_TASK STATEMENT_
Lines in the data below that contain the word "King" are to be copied.

DATA RECORDS START

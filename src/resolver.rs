//! Exposes an amalgamated resource to templates.
//!
//! List variables (`authors`, `tags`, ...) take an index specifier, so
//! `{authors#1}` is the second author. `{rating}` is in stars; `{rating#raw}`
//! is the stored value.

use crate::construct::{
    AmalgamatedResource, CATEGORY_TYPE_UUID, LANGUAGE_TYPE_UUID, SERIES_TYPE_UUID, TAG_TYPE_UUID,
};
use crate::datatype::{ObjectRole, PersonRelation};
use crate::formatter::{Value, VarResolver};

pub struct ResourceResolver<'a> {
    amalgamated: &'a AmalgamatedResource,
}

impl<'a> ResourceResolver<'a> {
    pub fn new(amalgamated: &'a AmalgamatedResource) -> Self {
        Self { amalgamated }
    }

    fn persons(&self, relation: PersonRelation) -> Vec<String> {
        self.amalgamated.persons_with(relation).map(|p| p.name.clone()).collect()
    }

    fn groups(&self, type_uuid: &str) -> Vec<String> {
        self.amalgamated.groups_of(type_uuid).map(|g| g.group.title.clone()).collect()
    }

    fn formats(&self) -> Vec<String> {
        self.amalgamated
            .objects
            .iter()
            .filter(|o| o.role == ObjectRole::Format)
            .map(|o| o.tag.clone())
            .collect()
    }
}

/// Known variables without a value resolve to empty text, not null.
fn known<T: Into<Value>>(value: Option<T>) -> Value {
    value.map(Into::into).unwrap_or_else(|| Value::from(""))
}

fn list(items: Vec<String>, specifier: Option<&str>) -> Option<Value> {
    match specifier {
        None => Some(Value::from(items)),
        Some(index) => {
            let index = index.parse::<usize>().ok()?;
            Some(known(items.into_iter().nth(index)))
        }
    }
}

impl VarResolver for ResourceResolver<'_> {
    fn resolve(&self, name: &str, specifier: Option<&str>) -> Option<Value> {
        let resource = &self.amalgamated.resource;
        let value: Value = match name {
            "title" => resource.title.as_str().into(),
            "titlesort" => resource.title_sort.as_str().into(),
            "uuid" => resource.uuid.as_str().into(),
            "publisher" => resource.publisher.as_str().into(),
            "desc" => resource.desc.as_str().into(),
            "rating" => match (resource.rating, specifier) {
                (Some(raw), Some("raw")) => Value::from(raw),
                (Some(raw), _) => Value::Number(raw as f64 / 100.0),
                (None, _) => known(None::<i64>),
            },
            "publish_date" => known(resource.publish_date.clone()),
            "add_date" => resource.add_date.into(),
            "last_modify_date" => resource.last_modify_date.into(),
            "authors" => return list(self.persons(PersonRelation::Author), specifier),
            "editors" => return list(self.persons(PersonRelation::Editor), specifier),
            "translators" => return list(self.persons(PersonRelation::Translator), specifier),
            "author" => known(self.persons(PersonRelation::Author).into_iter().next()),
            "tags" => return list(self.groups(TAG_TYPE_UUID), specifier),
            "categories" => return list(self.groups(CATEGORY_TYPE_UUID), specifier),
            "languages" => return list(self.groups(LANGUAGE_TYPE_UUID), specifier),
            "series" => known(self.groups(SERIES_TYPE_UUID).into_iter().next()),
            "series_index" => known(
                self.amalgamated
                    .groups_of(SERIES_TYPE_UUID)
                    .next()
                    .and_then(|g| g.group_index),
            ),
            "formats" => return list(self.formats(), specifier),
            _ => return None,
        };
        Some(value)
    }
}

#[cfg(test)]
mod tests {
    use super::*;
    use crate::construct::{known_group_types, Group, Person, RelatedGroup, RelatedPerson, Resource};
    use crate::formatter::Evaluator;

    fn sample() -> AmalgamatedResource {
        let series = known_group_types().remove(1);
        AmalgamatedResource {
            resource: Resource::new("The Talisman").with_rating(450),
            persons: vec![
                RelatedPerson {
                    person: Person::new("Stephen King", "King, Stephen"),
                    relation: PersonRelation::Author,
                },
                RelatedPerson {
                    person: Person::new("Peter Straub", "Straub, Peter"),
                    relation: PersonRelation::Author,
                },
            ],
            groups: vec![RelatedGroup {
                group: Group::new("The Talisman", &series),
                group_index: Some(1),
                relation_tag: String::new(),
            }],
            objects: vec![],
        }
    }

    #[test]
    fn resolves_resource_variables() {
        let amalgamated = sample();
        let evaluator = Evaluator::new(ResourceResolver::new(&amalgamated), true);
        assert_eq!(
            evaluator.process("{author}/{?series}{?series_index|pad_left(2, '0')} {title}").unwrap(),
            "Stephen King/The Talisman01 The Talisman"
        );
        assert_eq!(evaluator.process("{authors#1}|{rating}|{rating#raw}").unwrap(), "Peter Straub|4.5|450");
        assert_eq!(evaluator.process("{?tags|wrap('[@]')}{formats#0}").unwrap(), "");
    }

    #[test]
    fn absent_values_are_empty_in_strict_mode() {
        let mut amalgamated = sample();
        amalgamated.resource.rating = None;
        amalgamated.groups.clear();
        amalgamated.persons.clear();
        let evaluator = Evaluator::new(ResourceResolver::new(&amalgamated), true);
        assert_eq!(
            evaluator.process("[{author}|{series}|{?series_index|wrap('#@')}|{rating}|{authors#3}]").unwrap(),
            "[||||]"
        );
    }

    #[test]
    fn unknown_names_fall_through() {
        let amalgamated = sample();
        let resolver = ResourceResolver::new(&amalgamated);
        assert_eq!(resolver.resolve("isbn", None), None);
        assert_eq!(resolver.resolve("authors", Some("x")), None);
    }
}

DATA RECORDS END

_SOLUTION FOR THIS PROBLEM_
                    person: Person::new("Stephen King", "King, Stephen"),
            "Stephen King/The Talisman01 The Talisman"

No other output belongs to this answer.